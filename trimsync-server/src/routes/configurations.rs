//! Sync configuration endpoints: CRUD, manual triggers, pause/resume,
//! history, health, and conflict management.

use axum::{
    extract::{Path, Query, State},
    routing::{get, post},
    Json, Router,
};
use chrono::Utc;
use serde::{Deserialize, Serialize};
use uuid::Uuid;

use trimsync_core::config::{
    CalendarProvider, ConflictStrategy, PrivacyLevel, SyncConfiguration, SyncDirection,
};
use trimsync_core::conflict::{ConflictDetails, ResolutionOutcome};
use trimsync_core::monitor::{health_report, HealthReport};
use trimsync_core::providers::ProviderCredentials;
use trimsync_core::{ConflictResolver, SyncError, SyncResult};

use crate::routes::AppError;
use crate::state::AppState;

pub fn router() -> Router<AppState> {
    Router::new()
        .route("/sync/configurations", get(list_configurations).post(create_configuration))
        .route(
            "/sync/configurations/{id}",
            get(get_configuration)
                .put(update_configuration)
                .delete(delete_configuration),
        )
        .route("/sync/credentials", post(store_credentials))
        .route("/sync/{id}/trigger", post(trigger_sync))
        .route("/sync/{id}/pause", post(pause_sync))
        .route("/sync/{id}/resume", post(resume_sync))
        .route("/sync/{id}/history", get(sync_history))
        .route("/sync/{id}/health", get(sync_health))
        .route("/sync/conflicts", get(list_conflicts))
        .route("/sync/conflicts/bulk-resolve", post(bulk_resolve))
}

/// GET /sync/configurations - List all configurations
async fn list_configurations(
    State(state): State<AppState>,
) -> Result<Json<Vec<SyncConfiguration>>, AppError> {
    Ok(Json(state.store.list_configs()))
}

/// Request body for creating a configuration
#[derive(Deserialize)]
pub struct CreateConfigurationRequest {
    pub user_id: Uuid,
    pub provider: CalendarProvider,
    pub external_calendar_id: String,
    pub sync_direction: Option<SyncDirection>,
    pub conflict_resolution: Option<ConflictStrategy>,
    pub sync_frequency_minutes: Option<u32>,
    pub privacy_level: Option<PrivacyLevel>,
    pub webhook_secret: Option<String>,
}

/// POST /sync/configurations - Create a configuration
async fn create_configuration(
    State(state): State<AppState>,
    Json(req): Json<CreateConfigurationRequest>,
) -> Result<Json<SyncConfiguration>, AppError> {
    let mut config =
        SyncConfiguration::new(req.user_id, req.provider, req.external_calendar_id);
    if let Some(direction) = req.sync_direction {
        config.sync_direction = direction;
    }
    if let Some(strategy) = req.conflict_resolution {
        config.conflict_resolution = strategy;
    }
    if let Some(frequency) = req.sync_frequency_minutes {
        if frequency == 0 {
            return Err(SyncError::Validation("sync_frequency_minutes must be positive".into()).into());
        }
        config.sync_frequency_minutes = frequency;
    }
    if let Some(privacy) = req.privacy_level {
        config.privacy_level = privacy;
    }
    config.webhook_secret = req.webhook_secret;

    state.store.insert_config(config.clone());
    Ok(Json(config))
}

/// GET /sync/configurations/:id
async fn get_configuration(
    State(state): State<AppState>,
    Path(id): Path<Uuid>,
) -> Result<Json<SyncConfiguration>, AppError> {
    Ok(Json(state.store.get_config(id)?))
}

/// Request body for updating a configuration; absent fields are unchanged
#[derive(Deserialize)]
pub struct UpdateConfigurationRequest {
    pub sync_direction: Option<SyncDirection>,
    pub conflict_resolution: Option<ConflictStrategy>,
    pub sync_frequency_minutes: Option<u32>,
    pub privacy_level: Option<PrivacyLevel>,
    pub webhook_secret: Option<String>,
    pub enabled: Option<bool>,
}

/// PUT /sync/configurations/:id
async fn update_configuration(
    State(state): State<AppState>,
    Path(id): Path<Uuid>,
    Json(req): Json<UpdateConfigurationRequest>,
) -> Result<Json<SyncConfiguration>, AppError> {
    let mut config = state.store.get_config(id)?;
    if let Some(direction) = req.sync_direction {
        config.sync_direction = direction;
    }
    if let Some(strategy) = req.conflict_resolution {
        config.conflict_resolution = strategy;
    }
    if let Some(frequency) = req.sync_frequency_minutes {
        if frequency == 0 {
            return Err(SyncError::Validation("sync_frequency_minutes must be positive".into()).into());
        }
        config.sync_frequency_minutes = frequency;
    }
    if let Some(privacy) = req.privacy_level {
        config.privacy_level = privacy;
    }
    if let Some(secret) = req.webhook_secret {
        config.webhook_secret = Some(secret);
    }
    if let Some(enabled) = req.enabled {
        config.enabled = enabled;
        if enabled && config.next_sync.is_none() {
            config.next_sync = Some(Utc::now());
        }
    }
    config.updated_at = Utc::now();
    state.store.save_config(config.clone())?;
    Ok(Json(config))
}

/// DELETE /sync/configurations/:id - Soft-disable, preserving history
async fn delete_configuration(
    State(state): State<AppState>,
    Path(id): Path<Uuid>,
) -> Result<Json<SyncConfiguration>, AppError> {
    state.store.disable_config(id)?;
    state.ingestor.cancel_pending(id);
    Ok(Json(state.store.get_config(id)?))
}

/// Request body for storing provider credentials
#[derive(Deserialize)]
pub struct StoreCredentialsRequest {
    pub user_id: Uuid,
    pub provider: CalendarProvider,
    pub credentials: ProviderCredentials,
}

/// POST /sync/credentials - Store per-user provider credentials
async fn store_credentials(
    State(state): State<AppState>,
    Json(req): Json<StoreCredentialsRequest>,
) -> Result<Json<serde_json::Value>, AppError> {
    state
        .credentials
        .set_credentials(req.user_id, req.provider, req.credentials);
    Ok(Json(serde_json::json!({ "stored": true })))
}

#[derive(Deserialize)]
pub struct TriggerParams {
    /// Force a full resync, ignoring `last_sync` deltas.
    #[serde(default)]
    pub full: bool,
}

#[derive(Serialize)]
pub struct TriggerResponse {
    /// True when an in-flight cycle absorbed this trigger.
    pub coalesced: bool,
    pub result: Option<SyncResult>,
}

/// POST /sync/:id/trigger - Run a sync cycle now
async fn trigger_sync(
    State(state): State<AppState>,
    Path(id): Path<Uuid>,
    Query(params): Query<TriggerParams>,
) -> Result<Json<TriggerResponse>, AppError> {
    let result = if params.full {
        state.engine.trigger_full(id).await?
    } else {
        state.engine.trigger(id).await?
    };
    Ok(Json(TriggerResponse {
        coalesced: result.is_none(),
        result,
    }))
}

/// POST /sync/:id/pause - Disable and drop pending triggers
async fn pause_sync(
    State(state): State<AppState>,
    Path(id): Path<Uuid>,
) -> Result<Json<SyncConfiguration>, AppError> {
    state.store.disable_config(id)?;
    state.ingestor.cancel_pending(id);
    Ok(Json(state.store.get_config(id)?))
}

/// POST /sync/:id/resume - Re-enable and schedule immediately
async fn resume_sync(
    State(state): State<AppState>,
    Path(id): Path<Uuid>,
) -> Result<Json<SyncConfiguration>, AppError> {
    let mut config = state.store.get_config(id)?;
    config.enabled = true;
    config.next_sync = Some(Utc::now());
    config.updated_at = Utc::now();
    state.store.save_config(config.clone())?;
    Ok(Json(config))
}

/// GET /sync/:id/history - Past sync results, oldest first
async fn sync_history(
    State(state): State<AppState>,
    Path(id): Path<Uuid>,
) -> Result<Json<Vec<SyncResult>>, AppError> {
    // 404 for unknown configurations rather than an empty history.
    let _config = state.store.get_config(id)?;
    Ok(Json(state.store.history(id)))
}

/// GET /sync/:id/health - Health score and recommendations
async fn sync_health(
    State(state): State<AppState>,
    Path(id): Path<Uuid>,
) -> Result<Json<HealthReport>, AppError> {
    let config = state.store.get_config(id)?;
    let history = state.store.history(id);
    Ok(Json(health_report(&config, &history, Utc::now())))
}

#[derive(Deserialize)]
pub struct ConflictParams {
    pub config_id: Option<Uuid>,
}

/// GET /sync/conflicts - Open conflicts, optionally per configuration
async fn list_conflicts(
    State(state): State<AppState>,
    Query(params): Query<ConflictParams>,
) -> Result<Json<Vec<ConflictDetails>>, AppError> {
    Ok(Json(state.store.open_conflicts(params.config_id)))
}

/// Request body for bulk conflict resolution
#[derive(Deserialize)]
pub struct BulkResolveRequest {
    pub conflict_ids: Vec<Uuid>,
    pub strategy: ConflictStrategy,
}

#[derive(Serialize)]
pub struct BulkResolveResponse {
    pub resolved: usize,
    pub skipped: usize,
}

/// POST /sync/conflicts/bulk-resolve
///
/// Applies the strategy to each listed conflict and updates the local
/// store; the remote side converges on the next sync cycle, since the
/// resolved content carries a fresh modification timestamp.
async fn bulk_resolve(
    State(state): State<AppState>,
    Json(req): Json<BulkResolveRequest>,
) -> Result<Json<BulkResolveResponse>, AppError> {
    let resolver = ConflictResolver::default();
    let now = Utc::now();
    let mut resolved = 0;
    let mut skipped = 0;

    for conflict_id in req.conflict_ids {
        let Some(conflict) = state.store.get_conflict(conflict_id) else {
            skipped += 1;
            continue;
        };
        if !conflict.is_open() {
            // Idempotent: already-resolved conflicts are left untouched.
            skipped += 1;
            continue;
        }

        let outcome = resolver.resolve(&conflict, req.strategy, now);
        if outcome == ResolutionOutcome::Manual {
            skipped += 1;
            continue;
        }

        apply_locally(&state, &conflict, &outcome);
        state
            .store
            .record_resolution(conflict_id, ConflictResolver::applied(req.strategy, outcome, now))?;
        resolved += 1;
    }

    Ok(Json(BulkResolveResponse { resolved, skipped }))
}

/// Write the resolved content into the local store. The remote side is
/// reconciled by the next sync cycle.
fn apply_locally(state: &AppState, conflict: &ConflictDetails, outcome: &ResolutionOutcome) {
    match outcome {
        ResolutionOutcome::Keep { content, .. } | ResolutionOutcome::Merged { content } => {
            let mut event = content.clone();
            if let Some(local) = &conflict.local {
                event.id = local.id.clone();
                event.created_at = local.created_at;
            }
            if event.external_id.is_none() {
                event.external_id = conflict
                    .remote
                    .as_ref()
                    .and_then(|r| r.external_id.clone());
            }
            state.store.upsert_local_event(conflict.config_id, event);
        }
        ResolutionOutcome::Delete => {
            if let Some(local) = &conflict.local {
                state.store.remove_local_event(conflict.config_id, &local.id);
            }
        }
        ResolutionOutcome::Manual => {}
    }
}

▶ **ASSIGNMENT**
The total of lines in the data that contain "await" is all you should give.

▶ **THE COMPLETED TASK**
2